The lr parameter controls the so called learning rate. This parameter defines the step size the optimizer takes during training at each epoch. If set too high the optimizer might not find a good optimum because you shoot across certain valleys. If set too low the training process takes too long to be viable.

Learning rate scheduler

Learning rate scheduler are allow you to start with a high learning rate and decrease it during the training process. You can choose between different types of schedulers. Namely, lambda, multiplicative, one_cycle and step.

The function config_lr_scheduler() helps you setup such a scheduler. See ?config_lr_scheduler() for more information

# Step Learning rate scheduler that reduces learning rate every 16 steps by a factor of 0.5
scheduler <- config_lr_scheduler(type = "step",
                                 step_size = 16,
                                 0.5) 

nn.fit <- dnn(Sepal.Length~., data = data,lr = 0.01, lr_scheduler= scheduler)

Optimizer

Optimizer are responsible for calculating the direction when updating weights in the training process. The optimizer always tries to minimize the loss function.

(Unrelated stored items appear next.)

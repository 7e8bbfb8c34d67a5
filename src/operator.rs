//! Dense operator storage (§3: `Operator`, `BlockOperator`).

/// A dense, row-major `n_rows x n_cols` real matrix.
#[derive(Debug, Clone, PartialEq)]
pub struct Operator {
    pub n_rows: usize,
    pub n_cols: usize,
    pub data: Vec<f64>,
}

impl Operator {
    /// A zero-filled operator of the given shape.
    pub fn zeros(n_rows: usize, n_cols: usize) -> Self {
        Operator {
            n_rows,
            n_cols,
            data: vec![0.0; n_rows * n_cols],
        }
    }

    #[inline]
    pub fn get(&self, row: usize, col: usize) -> f64 {
        self.data[row * self.n_cols + col]
    }

    #[inline]
    pub fn get_mut(&mut self, row: usize, col: usize) -> &mut f64 {
        &mut self.data[row * self.n_cols + col]
    }

    /// Dense matrix-vector product.
    pub fn matvec(&self, x: &[f64]) -> Vec<f64> {
        assert_eq!(x.len(), self.n_cols);
        (0..self.n_rows)
            .map(|r| (0..self.n_cols).map(|c| self.get(r, c) * x[c]).sum())
            .collect()
    }
}

/// An `n_comp_rows x n_comp_cols` grid of [`Operator`]s, used when a kernel
/// returns an `R x C` tensor and each tensor component gets its own dense
/// block.
#[derive(Debug, Clone, PartialEq)]
pub struct BlockOperator {
    pub n_comp_rows: usize,
    pub n_comp_cols: usize,
    pub ops: Vec<Operator>,
}

impl BlockOperator {
    pub fn get(&self, comp_row: usize, comp_col: usize) -> &Operator {
        &self.ops[comp_row * self.n_comp_cols + comp_col]
    }

    pub fn get_mut(&mut self, comp_row: usize, comp_col: usize) -> &mut Operator {
        &mut self.ops[comp_row * self.n_comp_cols + comp_col]
    }
}
//! Crate-wide error taxonomy.

use thiserror::Error;

/// Failures that must surface to the caller rather than being recovered
/// locally. `InvalidConstraint` (an empty equation after substitution) is
/// deliberately absent here: it is dropped and logged at `trace` level by
/// [`crate::constraints::ConstraintMatrix::from_constraints`] rather than
/// propagated.
#[derive(Debug, Error)]
pub enum Error {
    /// Substitution recursion while building a [`crate::constraints::ConstraintMatrix`]
    /// exceeded the number of DOFs already present in the matrix, which can
    /// only happen if the input constraints contain a cycle.
    #[error("constraint substitution for dof {dof} did not terminate after {depth} steps")]
    ConstraintCycle {
        /// The DOF whose substitution chain failed to terminate.
        dof: usize,
        /// The recursion depth at which the guard tripped.
        depth: usize,
    },

    /// An operator or vector had a size inconsistent with the declared
    /// number of DOFs.
    #[error("dimension mismatch: expected {expected}, got {got}")]
    DimensionMismatch {
        /// Expected length or extent.
        expected: usize,
        /// Actual length or extent.
        got: usize,
    },

    /// A facet's Jacobian was zero (or non-finite), so no orientation or
    /// quadrature can be built on it.
    #[error("facet {facet_index} is degenerate (zero jacobian)")]
    DegenerateFacet {
        /// Index of the offending facet within its mesh.
        facet_index: usize,
    },

    /// An adaptive quadrature recursion exhausted its depth cap without
    /// meeting `tolerance`. The dispatcher itself does not return this
    /// variant (it returns the best estimate with a `degraded` flag, per
    /// §7's "return best estimate and flag"); callers that need strict
    /// convergence can promote a degraded result into this error via
    /// [`crate::integration::require_converged`].
    #[error("adaptive quadrature did not reach tolerance {tolerance} within depth {depth}")]
    QuadratureNonconvergence {
        /// The tolerance that was not met.
        tolerance: f64,
        /// The recursion depth at which the integrator gave up.
        depth: usize,
    },
}

/// Result alias used throughout the crate.
pub type Result<T> = std::result::Result<T, Error>;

As standard the adam optimizer will be used.

However, you can customize your optimizer with config_optimizer() and use other types of optimizer and adjust the hyperparameter of you optimizer. See ?config_optimizer() for more information.


# adam optimizer with learning rate 0.002 with slightly changed betas to 0.95, 0.999 and eps to 1.5e-08
opt <- config_optimizer(
  type = "adam", 
  betas = c(0.95, 0.999), 
  eps = 1.5e-08)

nn.fit <- dnn(Species~., data = data, optimizer = opt, lr=0.002)

Loss functions

Loss function evaluate the current residuals and measure how good the network performs. Of course the standard Loss functions like mean absolute error, real mean squared error and cross-entropy are implemented , you can also fit to certain probability distributions.

# Real Mean squared error
nn.fit <- dnn(Sepal.Length~. data = data, loss = "rmse") 

# Fit to a normal distribution, you can also define the parameters of the distribution
nn.fit <- dnn(Sepal.Length~. data = data, loss = stats::gaussian())

Early Stopping

Adding early stopping criteria helps you save time by stopping the training process early, if the validation loss of the current epoch is bigger than the validation loss n epochs early. The n can be defined by the early_stopping argument. It is required to set validation > 0.

# Stops training if validation loss at current epoch is bigger than that 15 epochs earlier  
nn.fit <- dnn(Sepal.Length~., data = data, epochs = 1000, 
              validation = 0.2, early_stopping = 15)